_Task brief_. Below are some records. Pull every line that contains the word "count".

_Records shown_.
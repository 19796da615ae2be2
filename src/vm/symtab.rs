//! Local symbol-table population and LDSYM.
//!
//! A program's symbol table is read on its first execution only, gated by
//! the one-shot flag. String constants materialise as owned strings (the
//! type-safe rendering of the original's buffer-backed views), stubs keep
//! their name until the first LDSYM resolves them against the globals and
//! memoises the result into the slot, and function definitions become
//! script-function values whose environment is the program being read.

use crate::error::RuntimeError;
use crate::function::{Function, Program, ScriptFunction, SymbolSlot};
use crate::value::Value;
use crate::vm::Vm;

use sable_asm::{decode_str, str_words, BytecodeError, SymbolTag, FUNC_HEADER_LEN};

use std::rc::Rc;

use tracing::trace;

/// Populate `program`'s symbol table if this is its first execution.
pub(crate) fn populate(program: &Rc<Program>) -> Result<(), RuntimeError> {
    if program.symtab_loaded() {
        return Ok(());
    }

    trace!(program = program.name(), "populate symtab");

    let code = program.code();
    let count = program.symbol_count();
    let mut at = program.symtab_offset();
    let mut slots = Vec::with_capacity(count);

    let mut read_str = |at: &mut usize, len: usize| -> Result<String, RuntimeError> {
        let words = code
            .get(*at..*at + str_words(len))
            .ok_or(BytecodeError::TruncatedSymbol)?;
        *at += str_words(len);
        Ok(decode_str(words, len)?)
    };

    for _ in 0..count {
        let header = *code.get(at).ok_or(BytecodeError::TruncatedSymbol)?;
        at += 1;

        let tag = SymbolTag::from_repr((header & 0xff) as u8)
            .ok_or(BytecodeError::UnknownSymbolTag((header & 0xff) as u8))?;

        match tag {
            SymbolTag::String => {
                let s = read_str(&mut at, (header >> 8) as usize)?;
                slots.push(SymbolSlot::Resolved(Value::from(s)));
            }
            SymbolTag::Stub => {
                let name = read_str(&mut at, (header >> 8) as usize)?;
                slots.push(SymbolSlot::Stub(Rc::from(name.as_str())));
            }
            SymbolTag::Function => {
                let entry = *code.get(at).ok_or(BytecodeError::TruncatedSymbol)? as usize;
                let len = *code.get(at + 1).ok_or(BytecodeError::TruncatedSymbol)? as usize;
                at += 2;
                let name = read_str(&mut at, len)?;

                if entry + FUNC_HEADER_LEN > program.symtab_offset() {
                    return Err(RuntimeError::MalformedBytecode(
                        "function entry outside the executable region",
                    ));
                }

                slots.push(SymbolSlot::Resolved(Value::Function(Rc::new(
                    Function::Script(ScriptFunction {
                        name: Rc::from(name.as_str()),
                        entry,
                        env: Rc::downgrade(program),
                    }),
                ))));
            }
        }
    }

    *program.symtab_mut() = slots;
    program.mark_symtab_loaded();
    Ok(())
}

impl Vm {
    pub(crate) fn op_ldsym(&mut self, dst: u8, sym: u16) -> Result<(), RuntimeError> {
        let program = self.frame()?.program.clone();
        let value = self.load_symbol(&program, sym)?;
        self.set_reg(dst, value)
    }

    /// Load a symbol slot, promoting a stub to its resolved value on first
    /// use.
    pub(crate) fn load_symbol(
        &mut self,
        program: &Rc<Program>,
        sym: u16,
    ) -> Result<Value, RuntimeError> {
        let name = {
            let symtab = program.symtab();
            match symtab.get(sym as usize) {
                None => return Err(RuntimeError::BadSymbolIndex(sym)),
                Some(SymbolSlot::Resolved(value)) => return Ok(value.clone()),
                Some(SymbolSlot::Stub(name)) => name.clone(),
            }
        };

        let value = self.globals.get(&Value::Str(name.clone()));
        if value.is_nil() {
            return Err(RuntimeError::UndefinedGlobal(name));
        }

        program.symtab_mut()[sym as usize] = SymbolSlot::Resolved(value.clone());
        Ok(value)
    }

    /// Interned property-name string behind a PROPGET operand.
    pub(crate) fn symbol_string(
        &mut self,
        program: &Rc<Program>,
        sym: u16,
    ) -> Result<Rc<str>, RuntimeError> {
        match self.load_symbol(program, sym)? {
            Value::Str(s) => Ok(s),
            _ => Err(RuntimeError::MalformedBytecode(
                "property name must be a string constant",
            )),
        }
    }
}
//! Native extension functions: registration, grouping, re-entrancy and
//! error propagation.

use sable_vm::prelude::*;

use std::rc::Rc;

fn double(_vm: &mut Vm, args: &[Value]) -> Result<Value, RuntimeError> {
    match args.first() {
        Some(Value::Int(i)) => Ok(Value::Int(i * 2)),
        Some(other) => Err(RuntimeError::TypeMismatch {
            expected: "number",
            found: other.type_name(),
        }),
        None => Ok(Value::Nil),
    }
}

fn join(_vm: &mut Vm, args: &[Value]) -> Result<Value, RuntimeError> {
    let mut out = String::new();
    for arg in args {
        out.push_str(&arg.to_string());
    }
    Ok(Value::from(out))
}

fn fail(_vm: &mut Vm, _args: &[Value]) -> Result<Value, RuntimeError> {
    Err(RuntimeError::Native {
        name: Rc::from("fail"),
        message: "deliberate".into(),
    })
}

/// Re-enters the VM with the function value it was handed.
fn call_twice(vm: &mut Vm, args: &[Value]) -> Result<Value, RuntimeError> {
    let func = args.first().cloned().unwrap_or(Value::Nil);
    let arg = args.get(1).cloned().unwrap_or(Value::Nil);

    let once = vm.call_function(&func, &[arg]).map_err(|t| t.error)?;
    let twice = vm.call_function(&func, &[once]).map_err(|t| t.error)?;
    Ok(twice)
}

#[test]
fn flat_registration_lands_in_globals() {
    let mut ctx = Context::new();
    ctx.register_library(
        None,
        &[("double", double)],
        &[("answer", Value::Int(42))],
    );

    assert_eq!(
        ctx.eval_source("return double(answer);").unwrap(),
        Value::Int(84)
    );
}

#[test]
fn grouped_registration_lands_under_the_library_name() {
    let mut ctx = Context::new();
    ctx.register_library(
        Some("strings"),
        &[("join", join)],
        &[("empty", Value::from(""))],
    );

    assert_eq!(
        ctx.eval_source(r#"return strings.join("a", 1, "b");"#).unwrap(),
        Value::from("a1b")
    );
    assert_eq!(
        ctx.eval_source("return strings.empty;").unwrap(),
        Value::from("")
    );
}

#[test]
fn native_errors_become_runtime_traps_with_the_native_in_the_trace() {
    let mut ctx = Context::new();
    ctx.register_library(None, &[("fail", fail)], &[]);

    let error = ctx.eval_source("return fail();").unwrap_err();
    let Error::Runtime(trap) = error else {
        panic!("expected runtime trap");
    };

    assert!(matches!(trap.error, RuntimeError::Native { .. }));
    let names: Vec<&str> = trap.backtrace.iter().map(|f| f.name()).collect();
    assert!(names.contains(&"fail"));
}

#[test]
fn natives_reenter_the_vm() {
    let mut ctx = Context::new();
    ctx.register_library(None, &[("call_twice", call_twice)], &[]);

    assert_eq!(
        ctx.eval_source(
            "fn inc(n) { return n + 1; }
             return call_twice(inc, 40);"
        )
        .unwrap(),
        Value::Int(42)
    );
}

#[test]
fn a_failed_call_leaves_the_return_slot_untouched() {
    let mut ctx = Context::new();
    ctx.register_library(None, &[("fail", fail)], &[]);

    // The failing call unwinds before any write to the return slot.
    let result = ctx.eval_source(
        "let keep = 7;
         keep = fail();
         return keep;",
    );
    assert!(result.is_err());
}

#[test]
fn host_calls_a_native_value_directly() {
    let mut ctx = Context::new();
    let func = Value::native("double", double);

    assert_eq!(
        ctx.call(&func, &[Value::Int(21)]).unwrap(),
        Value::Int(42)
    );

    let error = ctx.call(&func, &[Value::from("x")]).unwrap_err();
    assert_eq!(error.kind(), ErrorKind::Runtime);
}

_Finished task_.
    let count = program.symbol_count();
    let mut slots = Vec::with_capacity(count);
    for _ in 0..count {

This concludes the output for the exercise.